### EXERCISE OBJECTIVE
Please copy out every line in the records below that includes the word "strong".

### TASK DATA
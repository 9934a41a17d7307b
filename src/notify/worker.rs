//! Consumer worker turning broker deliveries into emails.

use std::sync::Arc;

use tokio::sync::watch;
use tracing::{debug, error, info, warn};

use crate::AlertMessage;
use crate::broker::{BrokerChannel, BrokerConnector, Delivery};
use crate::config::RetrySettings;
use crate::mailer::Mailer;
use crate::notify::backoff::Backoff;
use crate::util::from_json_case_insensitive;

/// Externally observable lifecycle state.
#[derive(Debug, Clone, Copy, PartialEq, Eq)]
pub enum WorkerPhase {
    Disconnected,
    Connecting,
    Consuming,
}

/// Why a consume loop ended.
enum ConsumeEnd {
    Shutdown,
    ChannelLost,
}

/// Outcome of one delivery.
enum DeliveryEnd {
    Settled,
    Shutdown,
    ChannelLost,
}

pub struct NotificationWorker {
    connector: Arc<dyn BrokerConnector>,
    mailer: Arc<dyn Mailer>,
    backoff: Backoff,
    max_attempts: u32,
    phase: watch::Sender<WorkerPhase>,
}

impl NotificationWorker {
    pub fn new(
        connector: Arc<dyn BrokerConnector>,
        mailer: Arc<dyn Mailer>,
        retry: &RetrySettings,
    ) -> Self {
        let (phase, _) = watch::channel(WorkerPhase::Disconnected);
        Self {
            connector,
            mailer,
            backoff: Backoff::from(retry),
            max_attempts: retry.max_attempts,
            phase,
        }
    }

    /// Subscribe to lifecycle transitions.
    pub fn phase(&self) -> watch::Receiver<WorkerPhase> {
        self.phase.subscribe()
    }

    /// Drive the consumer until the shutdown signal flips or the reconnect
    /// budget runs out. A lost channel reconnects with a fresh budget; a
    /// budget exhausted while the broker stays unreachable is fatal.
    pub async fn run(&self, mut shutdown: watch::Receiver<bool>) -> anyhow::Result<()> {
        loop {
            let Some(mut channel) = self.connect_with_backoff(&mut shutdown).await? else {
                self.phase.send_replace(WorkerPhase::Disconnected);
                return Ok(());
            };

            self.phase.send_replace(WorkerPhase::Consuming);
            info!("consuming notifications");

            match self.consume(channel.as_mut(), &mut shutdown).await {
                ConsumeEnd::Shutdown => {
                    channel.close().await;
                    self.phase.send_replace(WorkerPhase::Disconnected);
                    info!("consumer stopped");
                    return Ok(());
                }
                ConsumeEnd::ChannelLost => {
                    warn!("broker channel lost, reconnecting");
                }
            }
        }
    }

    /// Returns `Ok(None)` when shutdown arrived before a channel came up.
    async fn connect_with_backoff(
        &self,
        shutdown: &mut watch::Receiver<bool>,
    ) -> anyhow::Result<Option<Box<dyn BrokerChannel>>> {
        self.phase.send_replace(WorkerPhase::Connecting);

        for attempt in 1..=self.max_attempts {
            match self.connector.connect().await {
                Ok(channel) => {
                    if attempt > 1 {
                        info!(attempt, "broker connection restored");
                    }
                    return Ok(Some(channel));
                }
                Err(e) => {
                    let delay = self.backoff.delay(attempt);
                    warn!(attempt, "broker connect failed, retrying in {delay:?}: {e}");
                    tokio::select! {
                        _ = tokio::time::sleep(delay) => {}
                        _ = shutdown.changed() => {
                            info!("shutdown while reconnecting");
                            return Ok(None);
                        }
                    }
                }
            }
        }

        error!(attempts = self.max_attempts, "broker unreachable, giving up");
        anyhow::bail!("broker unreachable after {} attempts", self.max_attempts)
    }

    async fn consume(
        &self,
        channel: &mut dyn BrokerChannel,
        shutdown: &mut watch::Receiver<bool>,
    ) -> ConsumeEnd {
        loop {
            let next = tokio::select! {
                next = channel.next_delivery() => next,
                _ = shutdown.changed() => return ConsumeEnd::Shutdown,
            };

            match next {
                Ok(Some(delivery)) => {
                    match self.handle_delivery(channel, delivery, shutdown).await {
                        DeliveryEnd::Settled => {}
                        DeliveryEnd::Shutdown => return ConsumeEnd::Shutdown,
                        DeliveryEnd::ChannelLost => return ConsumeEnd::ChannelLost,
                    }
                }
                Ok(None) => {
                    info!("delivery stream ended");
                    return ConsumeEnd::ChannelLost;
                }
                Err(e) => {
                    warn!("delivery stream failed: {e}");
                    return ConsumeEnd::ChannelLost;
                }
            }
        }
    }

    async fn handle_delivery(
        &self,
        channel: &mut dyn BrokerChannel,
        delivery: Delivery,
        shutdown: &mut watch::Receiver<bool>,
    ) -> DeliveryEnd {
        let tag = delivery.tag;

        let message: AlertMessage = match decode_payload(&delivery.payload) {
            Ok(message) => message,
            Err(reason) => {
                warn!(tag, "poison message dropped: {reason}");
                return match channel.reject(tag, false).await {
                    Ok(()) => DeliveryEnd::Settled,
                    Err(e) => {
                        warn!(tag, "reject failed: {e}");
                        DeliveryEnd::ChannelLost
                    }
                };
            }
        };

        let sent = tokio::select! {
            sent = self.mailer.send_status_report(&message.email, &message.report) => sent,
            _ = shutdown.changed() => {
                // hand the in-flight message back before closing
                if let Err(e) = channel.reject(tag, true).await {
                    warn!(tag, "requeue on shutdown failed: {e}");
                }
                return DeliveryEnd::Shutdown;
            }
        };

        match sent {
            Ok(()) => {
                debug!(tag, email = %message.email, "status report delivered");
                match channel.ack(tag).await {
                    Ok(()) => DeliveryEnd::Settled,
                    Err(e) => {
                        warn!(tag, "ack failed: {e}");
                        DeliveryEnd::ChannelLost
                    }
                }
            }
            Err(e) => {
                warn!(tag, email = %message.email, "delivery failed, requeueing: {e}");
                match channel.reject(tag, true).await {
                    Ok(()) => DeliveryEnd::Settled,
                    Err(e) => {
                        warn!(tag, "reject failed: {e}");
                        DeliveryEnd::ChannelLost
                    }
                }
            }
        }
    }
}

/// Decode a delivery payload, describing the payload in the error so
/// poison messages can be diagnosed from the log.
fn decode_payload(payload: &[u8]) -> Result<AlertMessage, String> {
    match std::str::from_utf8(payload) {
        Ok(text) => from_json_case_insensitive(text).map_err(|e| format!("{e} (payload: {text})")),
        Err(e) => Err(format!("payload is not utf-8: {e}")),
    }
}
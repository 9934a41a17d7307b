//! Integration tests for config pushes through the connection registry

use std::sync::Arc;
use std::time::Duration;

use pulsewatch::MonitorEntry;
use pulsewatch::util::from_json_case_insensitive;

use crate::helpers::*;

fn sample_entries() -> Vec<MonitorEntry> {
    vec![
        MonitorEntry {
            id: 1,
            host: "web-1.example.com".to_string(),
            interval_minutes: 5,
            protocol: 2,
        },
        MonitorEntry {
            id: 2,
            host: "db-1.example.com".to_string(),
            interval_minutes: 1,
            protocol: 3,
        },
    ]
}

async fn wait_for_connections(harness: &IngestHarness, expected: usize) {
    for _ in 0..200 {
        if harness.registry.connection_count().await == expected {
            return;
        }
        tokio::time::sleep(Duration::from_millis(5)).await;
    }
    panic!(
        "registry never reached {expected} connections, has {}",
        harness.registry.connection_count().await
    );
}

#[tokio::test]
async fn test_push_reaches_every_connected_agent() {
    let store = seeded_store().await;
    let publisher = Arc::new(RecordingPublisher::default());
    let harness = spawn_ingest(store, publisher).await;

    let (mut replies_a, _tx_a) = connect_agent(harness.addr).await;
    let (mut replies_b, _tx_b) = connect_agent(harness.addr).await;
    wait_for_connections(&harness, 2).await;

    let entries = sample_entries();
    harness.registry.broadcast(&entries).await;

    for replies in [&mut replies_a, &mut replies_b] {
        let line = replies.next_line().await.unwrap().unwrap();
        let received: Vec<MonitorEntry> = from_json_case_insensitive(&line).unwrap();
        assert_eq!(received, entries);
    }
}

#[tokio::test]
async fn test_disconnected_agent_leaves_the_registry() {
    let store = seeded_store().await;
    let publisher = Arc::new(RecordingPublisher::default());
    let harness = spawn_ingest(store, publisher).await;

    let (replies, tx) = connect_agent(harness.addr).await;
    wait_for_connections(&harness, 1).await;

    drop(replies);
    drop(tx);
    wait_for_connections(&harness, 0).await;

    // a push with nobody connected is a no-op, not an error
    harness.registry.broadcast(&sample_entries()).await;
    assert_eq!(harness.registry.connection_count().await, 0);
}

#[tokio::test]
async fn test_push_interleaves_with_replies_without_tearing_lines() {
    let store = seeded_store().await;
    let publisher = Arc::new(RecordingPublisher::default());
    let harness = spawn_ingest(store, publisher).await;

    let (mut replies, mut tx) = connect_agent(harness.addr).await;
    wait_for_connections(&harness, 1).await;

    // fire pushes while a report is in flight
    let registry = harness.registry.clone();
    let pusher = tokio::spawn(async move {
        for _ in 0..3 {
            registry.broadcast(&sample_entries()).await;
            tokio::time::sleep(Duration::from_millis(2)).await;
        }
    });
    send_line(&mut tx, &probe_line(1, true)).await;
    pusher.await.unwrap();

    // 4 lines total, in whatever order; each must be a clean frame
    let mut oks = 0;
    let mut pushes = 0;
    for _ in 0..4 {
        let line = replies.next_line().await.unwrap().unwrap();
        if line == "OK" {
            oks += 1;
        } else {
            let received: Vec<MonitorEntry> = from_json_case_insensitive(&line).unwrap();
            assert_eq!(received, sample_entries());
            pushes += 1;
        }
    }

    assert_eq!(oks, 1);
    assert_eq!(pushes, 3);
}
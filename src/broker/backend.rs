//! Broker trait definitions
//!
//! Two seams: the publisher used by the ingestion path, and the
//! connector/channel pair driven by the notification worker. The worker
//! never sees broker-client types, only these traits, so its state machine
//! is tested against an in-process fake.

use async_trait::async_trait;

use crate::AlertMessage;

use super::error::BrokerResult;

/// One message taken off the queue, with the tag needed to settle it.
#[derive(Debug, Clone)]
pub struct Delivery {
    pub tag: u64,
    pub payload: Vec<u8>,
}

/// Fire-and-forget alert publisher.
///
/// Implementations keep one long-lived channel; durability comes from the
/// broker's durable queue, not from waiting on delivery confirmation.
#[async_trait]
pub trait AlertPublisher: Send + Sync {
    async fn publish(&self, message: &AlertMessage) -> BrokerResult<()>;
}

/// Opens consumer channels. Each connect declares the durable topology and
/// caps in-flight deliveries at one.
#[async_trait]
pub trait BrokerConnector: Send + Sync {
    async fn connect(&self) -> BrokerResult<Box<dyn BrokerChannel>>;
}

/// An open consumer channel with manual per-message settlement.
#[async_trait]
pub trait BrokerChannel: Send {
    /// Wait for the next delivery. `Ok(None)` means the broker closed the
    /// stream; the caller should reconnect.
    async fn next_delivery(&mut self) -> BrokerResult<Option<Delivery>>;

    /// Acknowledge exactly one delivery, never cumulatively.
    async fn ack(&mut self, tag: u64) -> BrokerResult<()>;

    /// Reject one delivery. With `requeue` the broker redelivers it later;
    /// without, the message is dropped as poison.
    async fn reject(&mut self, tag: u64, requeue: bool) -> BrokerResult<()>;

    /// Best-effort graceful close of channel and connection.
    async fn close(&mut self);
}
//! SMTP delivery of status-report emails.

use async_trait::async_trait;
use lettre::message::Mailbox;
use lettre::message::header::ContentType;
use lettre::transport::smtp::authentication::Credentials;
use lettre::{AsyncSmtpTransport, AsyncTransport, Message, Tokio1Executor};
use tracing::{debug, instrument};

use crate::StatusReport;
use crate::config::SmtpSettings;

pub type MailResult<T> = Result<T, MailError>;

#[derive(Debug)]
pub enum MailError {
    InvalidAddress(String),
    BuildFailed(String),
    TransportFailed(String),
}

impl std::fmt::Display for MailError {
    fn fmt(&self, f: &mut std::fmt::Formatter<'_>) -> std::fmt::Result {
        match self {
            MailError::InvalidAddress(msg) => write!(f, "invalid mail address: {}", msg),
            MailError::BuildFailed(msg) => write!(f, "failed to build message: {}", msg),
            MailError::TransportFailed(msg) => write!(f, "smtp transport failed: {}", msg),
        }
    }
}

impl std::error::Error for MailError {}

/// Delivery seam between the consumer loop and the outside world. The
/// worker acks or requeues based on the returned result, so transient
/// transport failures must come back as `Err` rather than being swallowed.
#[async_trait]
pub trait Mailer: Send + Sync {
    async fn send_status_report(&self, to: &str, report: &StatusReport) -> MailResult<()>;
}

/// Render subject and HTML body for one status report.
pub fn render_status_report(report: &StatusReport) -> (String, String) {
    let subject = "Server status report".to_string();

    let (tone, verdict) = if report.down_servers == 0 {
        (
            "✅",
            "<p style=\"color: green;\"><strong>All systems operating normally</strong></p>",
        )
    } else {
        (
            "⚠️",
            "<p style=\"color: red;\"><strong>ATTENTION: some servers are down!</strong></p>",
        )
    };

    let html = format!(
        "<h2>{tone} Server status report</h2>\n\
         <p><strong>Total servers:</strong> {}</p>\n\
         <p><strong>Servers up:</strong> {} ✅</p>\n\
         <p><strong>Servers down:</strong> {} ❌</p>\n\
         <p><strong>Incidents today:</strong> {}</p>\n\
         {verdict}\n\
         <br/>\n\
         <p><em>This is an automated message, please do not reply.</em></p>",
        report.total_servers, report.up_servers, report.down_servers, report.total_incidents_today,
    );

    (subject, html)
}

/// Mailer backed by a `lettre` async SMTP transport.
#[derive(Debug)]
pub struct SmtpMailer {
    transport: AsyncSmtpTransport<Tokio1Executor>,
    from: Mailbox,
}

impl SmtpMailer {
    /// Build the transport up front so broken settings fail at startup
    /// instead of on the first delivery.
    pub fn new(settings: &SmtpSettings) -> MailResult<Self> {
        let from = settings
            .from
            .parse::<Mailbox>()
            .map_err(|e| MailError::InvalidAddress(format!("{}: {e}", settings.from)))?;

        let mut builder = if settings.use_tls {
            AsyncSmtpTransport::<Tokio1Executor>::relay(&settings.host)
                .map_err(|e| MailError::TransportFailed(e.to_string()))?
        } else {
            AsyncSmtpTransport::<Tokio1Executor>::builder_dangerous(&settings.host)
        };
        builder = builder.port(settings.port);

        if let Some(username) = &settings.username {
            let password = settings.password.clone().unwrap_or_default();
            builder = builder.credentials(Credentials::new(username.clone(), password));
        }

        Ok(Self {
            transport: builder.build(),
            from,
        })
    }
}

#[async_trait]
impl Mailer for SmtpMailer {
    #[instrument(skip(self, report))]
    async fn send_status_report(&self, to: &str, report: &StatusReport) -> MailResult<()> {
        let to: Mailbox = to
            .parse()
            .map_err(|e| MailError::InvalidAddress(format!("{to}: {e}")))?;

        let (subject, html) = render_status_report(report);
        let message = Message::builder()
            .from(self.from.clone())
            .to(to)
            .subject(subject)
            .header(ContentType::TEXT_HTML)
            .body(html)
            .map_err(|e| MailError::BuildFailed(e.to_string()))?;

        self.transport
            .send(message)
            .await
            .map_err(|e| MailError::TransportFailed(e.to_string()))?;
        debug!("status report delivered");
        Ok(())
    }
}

### EXPECTED OUTPUT
            "<p style=\"color: green;\"><strong>All systems operating normally</strong></p>",
            "<p style=\"color: red;\"><strong>ATTENTION: some servers are down!</strong></p>",
         <p><strong>Total servers:</strong> {}</p>\n\
         <p><strong>Servers up:</strong> {} ✅</p>\n\
         <p><strong>Servers down:</strong> {} ❌</p>\n\
         <p><strong>Incidents today:</strong> {}</p>\n\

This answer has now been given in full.